RuthAnn Frances Pfeifer, a Washington resident, was born in Wuppertal-Barmen, Germany. She came to the United States in 1949 and joined the Library of Congress in 1966 as head of the German section in the library’s shared cataloguing operation. She later led the Germanic team in the history and literature cataloguing division and received several professional awards before her retirement in 1992. Ms. Pfeifer volunteered at the Bishop’s Garden at the Washington National Cathedral.

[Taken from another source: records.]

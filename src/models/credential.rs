//! Credential ciphertext: the sealed form of a Site's login material.
//!
//! Never logged, never emitted through any external interface (I4). The
//! plaintext form only ever exists transiently in worker memory, produced by
//! `vault::open` and consumed directly by the Auth Engine.

use serde::{Deserialize, Serialize};

/// Sealed bytes containing a JSON map of credential fields plus the
/// site-specific auth config (selectors, login URL, success indicators).
/// Deliberately has no `Debug` impl that prints its bytes raw; see
/// `vault::SealedBlob` for the wire format.
#[derive(Clone, Serialize, Deserialize)]
pub struct CredentialCiphertext(pub Vec<u8>);

impl std::fmt::Debug for CredentialCiphertext {
    fn fmt(&self, f: &mut std::fmt::Formatter<'_>) -> std::fmt::Result {
        f.debug_tuple("CredentialCiphertext")
            .field(&format!("<{} bytes sealed>", self.0.len()))
            .finish()
    }
}

/// Decrypted credential material, held only in worker memory for the
/// duration of one Auth Engine invocation.
#[derive(Clone, Serialize, Deserialize, zeroize::ZeroizeOnDrop)]
pub struct PlaintextCredentials {
    pub username: Option<String>,
    pub password: Option<String>,
    pub api_key: Option<String>,
    pub token: Option<String>,
    #[zeroize(skip)]
    #[serde(default)]
    pub cookies: Vec<(String, String)>,
}

impl std::fmt::Debug for PlaintextCredentials {
    fn fmt(&self, f: &mut std::fmt::Formatter<'_>) -> std::fmt::Result {
        f.debug_struct("PlaintextCredentials")
            .field("username", &self.username.as_ref().map(|_| "<redacted>"))
            .field("password", &self.password.as_ref().map(|_| "<redacted>"))
            .field("api_key", &self.api_key.as_ref().map(|_| "<redacted>"))
            .field("token", &self.token.as_ref().map(|_| "<redacted>"))
            .field("cookies", &format!("<{} cookies>", self.cookies.len()))
            .finish()
    }
}
//! Centralized Chrome profile directory management
//!
//! Eliminates SingletonLock conflicts via UUID-based naming + stale lock detection.
//! All browser launch points MUST use this module for profile directory creation.

use anyhow::{Context, Result};
use std::path::{Path, PathBuf};
use tracing::{debug, info, warn};
use uuid::Uuid;

// =============================================================================
// BrowserProfile - RAII wrapper for profile directory
// =============================================================================

/// RAII wrapper for Chrome profile directory
///
/// Automatically cleans up the profile directory on drop unless `into_path()` is called.
/// This ensures orphaned profile directories don't accumulate in temp.
#[derive(Debug)]
pub struct BrowserProfile {
    path: PathBuf,
    cleanup_on_drop: bool,
}

impl BrowserProfile {
    /// Create a new BrowserProfile with the given path
    fn new(path: PathBuf) -> Self {
        Self {
            path,
            cleanup_on_drop: true,
        }
    }

    /// Get reference to the profile directory path
    pub fn path(&self) -> &Path {
        &self.path
    }

    /// Consume the BrowserProfile and return the path, disabling auto-cleanup
    ///
    /// Use this when transferring ownership to another cleanup mechanism
    /// (e.g., BrowserWrapper, PooledBrowserWrapper).
    pub fn into_path(mut self) -> PathBuf {
        self.cleanup_on_drop = false;
        std::mem::take(&mut self.path)
    }

    /// Disable auto-cleanup without consuming self
    #[allow(dead_code)]
    pub fn disable_cleanup(&mut self) {
        self.cleanup_on_drop = false;
    }
}

impl Drop for BrowserProfile {
    fn drop(&mut self) {
        if self.cleanup_on_drop && self.path.exists() {
            info!("BrowserProfile cleanup: removing {}", self.path.display());
            if let Err(e) = std::fs::remove_dir_all(&self.path) {
                warn!("Failed to cleanup profile directory {}: {}", self.path.display(), e);
            }
        }
    }
}

// =============================================================================
// Profile Creation - UUID-based unique directories
// =============================================================================

/// Create a unique Chrome profile directory using UUID v4
///
/// This is the PRIMARY method for profile creation. All browser launch code
/// should call this function instead of constructing paths manually.
///
/// # Returns
/// `BrowserProfile` with auto-cleanup enabled. Call `into_path()` to transfer
/// ownership to another cleanup mechanism.
///
/// # Example
/// ```
/// # use anyhow::Result;
/// # fn main() -> Result<()> {
/// use hoistscout_core::browser_profile::create_unique_profile;
/// 
/// // Create a unique Chrome profile directory
/// let profile = create_unique_profile()?;
/// 
/// // Verify the profile directory was created
/// assert!(profile.path().exists());
/// assert!(profile.path().to_string_lossy().contains("hoistscout_chrome_"));
/// 
/// // Profile is automatically cleaned up when dropped
/// # Ok(())
/// # }
/// ```
pub fn create_unique_profile() -> Result<BrowserProfile> {
    let uuid = Uuid::new_v4();
    let path = std::env::temp_dir().join(format!("hoistscout_chrome_{}", uuid));

    debug!("Creating unique Chrome profile: {}", path.display());

    // Use create_dir (not create_dir_all) for atomic creation
    // This fails if directory exists, providing defense against UUID collision
    std::fs::create_dir(&path)
        .with_context(|| format!("Failed to create profile directory: {}", path.display()))?;

    info!("Created Chrome profile directory: {}", path.display());
    Ok(BrowserProfile::new(path))
}

/// Create a unique profile with a custom prefix
///
/// Useful for distinguishing between different subsystems (pool, web_search, etc.)
pub fn create_unique_profile_with_prefix(prefix: &str) -> Result<BrowserProfile> {
    let uuid = Uuid::new_v4();
    let path = std::env::temp_dir().join(format!("{}_{}", prefix, uuid));

    debug!("Creating unique Chrome profile with prefix '{}': {}", prefix, path.display());

    std::fs::create_dir(&path)
        .with_context(|| format!("Failed to create profile directory: {}", path.display()))?;

    info!("Created Chrome profile directory: {}", path.display());
    Ok(BrowserProfile::new(path))
}

// =============================================================================
// Stale Lock Detection - Unix/macOS implementation
// =============================================================================

/// Check if a SingletonLock file is stale (Chrome process no longer running)
///
/// SingletonLock is a symlink with target `{hostname}-{PID}`.
/// We parse the PID and check if that process still exists.
///
/// # Arguments
/// * `profile_dir` - Path to Chrome profile directory
///
/// # Returns
/// * `true` if lock is stale (safe to reuse/delete)
/// * `false` if lock is active or cannot be determined
#[cfg(unix)]
pub fn is_singleton_lock_stale(profile_dir: &Path) -> bool {
    let lock_path = profile_dir.join("SingletonLock");

    // If lock doesn't exist, directory is available
    if !lock_path.exists() && !lock_path.is_symlink() {
        return true;
    }

    match std::fs::read_link(&lock_path) {
        Ok(target) => {
            let target_str = target.to_string_lossy();
            debug!("SingletonLock target: {}", target_str);

            // Parse PID from "hostname-PID" format
            if let Some(pid_str) = target_str.rsplit('-').next()
                && let Ok(pid) = pid_str.parse::<i32>()
            {
                // Check if process exists using kill(pid, 0)
                // Returns 0 if process exists (and we have permission to signal it)
                // Returns -1 with ESRCH if process doesn't exist
                let exists = unsafe { libc::kill(pid, 0) == 0 };
                if !exists {
                    info!("SingletonLock is stale: PID {} no longer exists", pid);
                    return true;
                }
                debug!("SingletonLock is active: PID {} is running", pid);
                return false;
            }
            // Couldn't parse PID, assume lock is active to be safe
            warn!("Could not parse PID from SingletonLock target: {}", target_str);
            false
        }
        Err(e) => {
            // Not a symlink or read error - might be corrupted
            debug!("Could not read SingletonLock as symlink: {}", e);
            // If it's not a symlink but exists, it might be corrupted - treat as stale
            lock_path.is_file()
        }
    }
}

/// Non-Unix fallback - always returns true (assumes stale)
#[cfg(not(unix))]
pub fn is_singleton_lock_stale(_profile_dir: &Path) -> bool {
    // On non-Unix platforms, we don't have reliable process checking
    // UUID-based naming should prevent conflicts anyway
    true
}

/// Remove stale SingletonLock file from a profile directory
///
/// # Safety
/// Only call this after `is_singleton_lock_stale()` returns true!
#[allow(dead_code)]
pub fn cleanup_stale_lock(profile_dir: &Path) -> Result<()> {
    let lock_path = profile_dir.join("SingletonLock");

    // Check both exists() and is_symlink() - broken symlinks return false for exists()
    if lock_path.exists() || lock_path.is_symlink() {
        info!("Removing stale SingletonLock: {}", lock_path.display());
        
        // std::fs::remove_file works for both symlinks and regular files
        std::fs::remove_file(&lock_path)
            .with_context(|| format!("Failed to remove SingletonLock: {}", lock_path.display()))?;
    }

    Ok(())
}

/// Clean up all stale HoistScout Chrome profiles in temp directory
///
/// Maintenance function that can be called at startup to clean
/// orphaned profile directories from previous crashes.
#[allow(dead_code)]
pub fn cleanup_stale_profiles() -> Result<usize> {
    let temp_dir = std::env::temp_dir();
    let mut cleaned = 0;

    let entries = std::fs::read_dir(&temp_dir)
        .with_context(|| format!("Failed to read temp directory: {}", temp_dir.display()))?;

    for entry in entries.flatten() {
        let path = entry.path();
        
        // Only process HoistScout Chrome directories
        if let Some(name) = path.file_name().and_then(|n| n.to_str())
            && name.starts_with("hoistscout_chrome_")
            && path.is_dir()
            && is_singleton_lock_stale(&path)
        {
            info!("Cleaning stale profile: {}", path.display());
            if let Err(e) = std::fs::remove_dir_all(&path) {
                warn!("Failed to remove stale profile {}: {}", path.display(), e);
            } else {
                cleaned += 1;
            }
        }
    }

    if cleaned > 0 {
        info!("Cleaned {} stale Chrome profile directories", cleaned);
    }

    Ok(cleaned)
}
//! Opportunity entity: a single advertised tender/grant/contract.

use chrono::{DateTime, Utc};
use rust_decimal::Decimal;
use serde::{Deserialize, Serialize};
use uuid::Uuid;

/// A single advertised tender/grant/contract with its metadata and (optionally)
/// attached documents. `source_url` is unique, providing dedup across runs.
/// `site_id` always equals the owning Job's `site_id`.
#[derive(Debug, Clone, Serialize, Deserialize, sqlx::FromRow)]
pub struct Opportunity {
    pub id: Uuid,
    pub site_id: Uuid,
    pub title: String,
    pub description: Option<String>,
    pub deadline: Option<DateTime<Utc>>,
    pub value: Option<Decimal>,
    /// ISO-4217 three-letter code, default `"USD"`.
    pub currency: String,
    pub reference_number: Option<String>,
    pub source_url: String,
    pub categories: Vec<String>,
    pub location: Option<String>,
    /// Opaque extraction output, preserved verbatim for downstream consumers.
    pub extracted_payload: serde_json::Value,
    /// `[0, 1]`; see `extractor::confidence`.
    pub confidence: f64,
    pub created_at: DateTime<Utc>,
    pub updated_at: DateTime<Utc>,
}

impl Opportunity {
    pub const DEFAULT_CURRENCY: &'static str = "USD";
}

Terry L. Mosler, 64, who did structural engineering work for the Navy Department and the Defense Department for more than 20 years before his retirement a decade ago, died July 27 at his home in Stafford, Va. The cause was heart disease, said his daughter-in-law Meghan Totten.
Mr. Mosler was born in Fort Lewis, Wash., and served with the Army Special Forces in Vietnam during the war. During parts of his civilian career, he accompanied his wife on Air Force assignments around the world. He settled in the Washington area two decades ago.
Alice M. Costello, 90, a contracting specialist and officer who worked for the federal government for more than three decades, died July 30 at a hospice in Rockville, Md. The cause was coronary artery disease, said her niece Joanne Orosz.
Mrs. Costello, a Rockville resident, was born Alice Mary Gaudenzi in Beverly, Mass. She settled in the Washington area six decades ago and spent most of her career with NASA and the Department of Housing and Urban Development, retiring in 1985. She was a longtime member of St. Mary’s Catholic Church in Rockville.
Matthew T. Kellermann, 53, a computer systems analyst with Lockheed Martin in Bethesda, died Aug. 1 at his home in Ellicott City, Md. The cause was a heart attack, said his brother Mark Kellermann.
Mr. Kellermann was born in Baltimore and was an outstanding amateur baseball pitcher. He worked for Lockheed Martin for 29 years.
Joel L. Goodman, 70, a scientist and systems engineer who worked for several government contracting firms in the Washington area, died July 5 at a hospital in Virginia Beach. His wife, Betsy Goodman, said the cause was heart arrhythmia and neck trauma related to a fall from a bicycle while on vacation two days earlier.
Mr. Goodman was born in New York City. He had lived in the Washington area since 1970 and retired in 2010 from QinetiQ. Earlier he had worked for ORI, MRJ, Veridian, Quest Research and the CIA. He lived in Falls Church, Va., and was a teaching fellow and instructor at George Mason University and George Washington University.
David L. Hoffman, 66, a transcript reporter who took verbatim transcripts of official proceedings and in retirement taught elementary school, died Aug. 1 at his home in Hyattsville, Md. The cause was pancreatic cancer, said his wife, Cheryl Hoffman.
Mr. Hoffman was born in Cleveland and moved to the Washington area in 1972. From 1975 until 2009 he was a transcript reporter with Ace Federal Reporters. His work included taking of depositions of Watergate defendants, hearings on Capitol Hill and CIA proceedings. From 2009 to 2012, he taught elementary school in Prince George’s County under an alternative teacher certification program. His last assignment was as a first-grade teacher at Rosa Parks Elementary School in Hyattsville.